As the complexity of IT environments increases, staying on top of licensing audits and reducing over-deployment will save your time and money. IBM’s Software Licensing is infamously complex, with dozens of licensing metrics that generate tens of millions of audit findings. Understanding licensing metrics and compliance requirements for IBM software deployed in enterprise data centers becomes crucial to ensuring you do not spend unnecessary money on IBM licensing fees. As we explore some of the metrics and challenges that accompany IBM Software Licensing, we will be able to help you sort through IBM’s license complexity.
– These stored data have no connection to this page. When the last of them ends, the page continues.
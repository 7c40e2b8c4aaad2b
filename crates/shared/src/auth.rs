//! Access-token claims.
//!
//! Tokens are minted by the identity service; this side only reads the
//! subject and role out of them.

use chrono::{Duration, Utc};
use serde::{Deserialize, Serialize};

use crate::types::UserId;

/// Registered claims plus the caller's role.
#[derive(Debug, Clone, PartialEq, Eq, Serialize, Deserialize)]
pub struct Claims {
    /// The authenticated user.
    pub sub: UserId,
    /// One of `employee`, `hr`, `payroll`, `admin`. Checked by the caller.
    pub role: String,
    /// Issued-at, seconds since the epoch.
    pub iat: i64,
    /// Expiry, seconds since the epoch.
    pub exp: i64,
}

impl Claims {
    /// Claims issued now for `user_id`, expiring after `ttl`.
    ///
    /// A negative `ttl` yields claims that are already expired.
    #[must_use]
    pub fn issued(user_id: UserId, role: impl Into<String>, ttl: Duration) -> Self {
        let now = Utc::now();
        Self {
            sub: user_id,
            role: role.into(),
            iat: now.timestamp(),
            exp: (now + ttl).timestamp(),
        }
    }

    /// The subject as a typed id.
    #[must_use]
    pub const fn user_id(&self) -> UserId {
        self.sub
    }
}
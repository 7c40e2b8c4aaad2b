//! Shared helpers for router tests.
//!
//! The router runs against a disconnected database, so only paths that fail
//! before touching storage (authentication, authorization, validation,
//! previews) are exercised here.

#![allow(dead_code)]

use axum::{
    Router,
    body::Body,
    http::{Method, Request, StatusCode, header},
};
use http_body_util::BodyExt;
use sea_orm::DatabaseConnection;
use serde_json::Value;
use std::sync::Arc;
use tower::ServiceExt;
use uuid::Uuid;

use payline_api::{AppState, create_router};
use payline_db::TracingAuditSink;
use payline_core::cache::MokaTtlStore;
use payline_core::payroll::RunSettings;
use payline_shared::types::UserId;
use payline_shared::{JwtConfig, JwtService};

pub const SECRET: &str = "router-test-secret";

pub fn jwt() -> JwtService {
    JwtService::new(&JwtConfig {
        secret: SECRET.to_string(),
    })
}

pub fn app() -> Router {
    create_router(AppState {
        db: Arc::new(DatabaseConnection::default()),
        jwt_service: Arc::new(jwt()),
        audit: Arc::new(TracingAuditSink),
        payrun_cache: Arc::new(MokaTtlStore::new()),
        run_settings: Arc::new(RunSettings::default()),
    })
}

/// Returns a fresh user id and a valid token for `role`.
pub fn token(role: &str) -> (Uuid, String) {
    let user_id = Uuid::now_v7();
    let token = jwt()
        .issue_token(UserId::from_uuid(user_id), role, chrono::Duration::hours(1))
        .unwrap();
    (user_id, token)
}

/// Sends one request and returns the status and the JSON body (`Null` if empty).
pub async fn send(
    method: Method,
    uri: &str,
    token: Option<&str>,
    body: Option<Value>,
) -> (StatusCode, Value) {
    let mut builder = Request::builder().method(method).uri(uri);
    if let Some(token) = token {
        builder = builder.header(header::AUTHORIZATION, format!("Bearer {token}"));
    }
    let request = match body {
        Some(json) => builder
            .header(header::CONTENT_TYPE, "application/json")
            .body(Body::from(json.to_string()))
            .unwrap(),
        None => builder.body(Body::empty()).unwrap(),
    };

    let response = app().oneshot(request).await.unwrap();
    let status = response.status();
    let bytes = response.into_body().collect().await.unwrap().to_bytes();
    let value = if bytes.is_empty() {
        Value::Null
    } else {
        serde_json::from_slice(&bytes).unwrap_or(Value::Null)
    };
    (status, value)
}
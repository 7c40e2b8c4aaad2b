//! `SeaORM` Entity for attendance table.

use sea_orm::entity::prelude::*;
use serde::{Deserialize, Serialize};

#[derive(Clone, Debug, PartialEq, DeriveEntityModel, Eq, Serialize, Deserialize)]
#[sea_orm(table_name = "attendance")]
pub struct Model {
    #[sea_orm(primary_key, auto_increment = false)]
    pub id: Uuid,
    pub user_id: Uuid,
    pub date: Date,
    pub check_in: Option<DateTimeWithTimeZone>,
    pub check_out: Option<DateTimeWithTimeZone>,
    pub created_at: DateTimeWithTimeZone,
}

#[derive(Copy, Clone, Debug, EnumIter, DeriveRelation)]
pub enum Relation {
    #[sea_orm(
        belongs_to = "super::users::Entity",
        from = "Column::UserId",
        to = "super::users::Column::Id",
        on_delete = "Cascade"
    )]
    Users,
}

impl Related<super::users::Entity> for Entity {
    fn to() -> RelationDef {
        Relation::Users.def()
    }
}

impl ActiveModelBehavior for ActiveModel {}
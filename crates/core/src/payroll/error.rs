//! Payroll error types.

use thiserror::Error;
use payline_shared::types::{PayrunId, UserId};

/// Errors that can occur during payroll operations.
#[derive(Debug, Error)]
pub enum PayrollError {
    /// Malformed input, e.g. a period ending before it starts.
    #[error("Invalid payroll input: {0}")]
    Validation(String),

    /// The actor's role does not permit the operation.
    #[error("Forbidden: {0}")]
    Forbidden(String),

    /// Payrun does not exist.
    #[error("Payrun {0} not found")]
    PayrunNotFound(PayrunId),

    /// A payrun already exists for the calendar month.
    #[error("Payrun already exists for {year}-{month:02}")]
    DuplicatePayrun {
        /// Calendar year.
        year: i32,
        /// Calendar month (1-12).
        month: u32,
    },

    /// An employee has no salary and the policy is to fail.
    #[error("Employee {user_id} has no basic salary on record")]
    MissingSalary {
        /// The employee without a salary.
        user_id: UserId,
    },

    /// Database error.
    #[error("Database error: {0}")]
    Database(String),
}

impl PayrollError {
    /// Returns the HTTP status code for this error.
    #[must_use]
    pub fn status_code(&self) -> u16 {
        match self {
            Self::Validation(_) => 400,
            Self::Forbidden(_) => 403,
            Self::PayrunNotFound(_) => 404,
            Self::DuplicatePayrun { .. } => 409,
            Self::MissingSalary { .. } => 422,
            Self::Database(_) => 500,
        }
    }

    /// Returns the error code for API responses.
    #[must_use]
    pub fn error_code(&self) -> &'static str {
        match self {
            Self::Validation(_) => "VALIDATION_ERROR",
            Self::Forbidden(_) => "FORBIDDEN",
            Self::PayrunNotFound(_) => "PAYRUN_NOT_FOUND",
            Self::DuplicatePayrun { .. } => "PAYRUN_EXISTS",
            Self::MissingSalary { .. } => "MISSING_SALARY",
            Self::Database(_) => "DATABASE_ERROR",
        }
    }
}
Challenges With IBM Licensing

  • Since IBM has acquired a large number of companies, it has a constantly expanding portfolio of software, resulting in a multitude of licensing models and license information documents you need to keep track of.
  • Understanding the level of detail in your Passport Advantage report requires a great deal of knowledge. You will find many details about your transactions, such as your site number, agreement number, sales order dates, quantities, migrations, metrics, order owners, license descriptions, part numbers, etc.
  • Products license information documents and announcement letters contain the rights and limitations related to licenses, not the contracts themselves. Documents are available online and IBM reserves the right to change them at any time.
  • Reconciliation of support and license transactions.
  • Understanding the evolution of a product over time.

Understanding Entitlement and Product Use Rights

By creating the International Passport Advantage Agreement (IPAA) program, IBM has tried to simplify and centralize its licensing by recognizing the difficulty associated with understanding product entitlements. Unlike individual agreements for each of Passport Advantage’s products, it uses a centralized program with a common set of agreements, processes, and tools. Unmanaged downloads can expose you to over-deployment risks, but Passport Advantage allows you to download products without restrictions. Any legacy purchases must be presented to IBM through a contract or Purchase Order Entitlement (POE).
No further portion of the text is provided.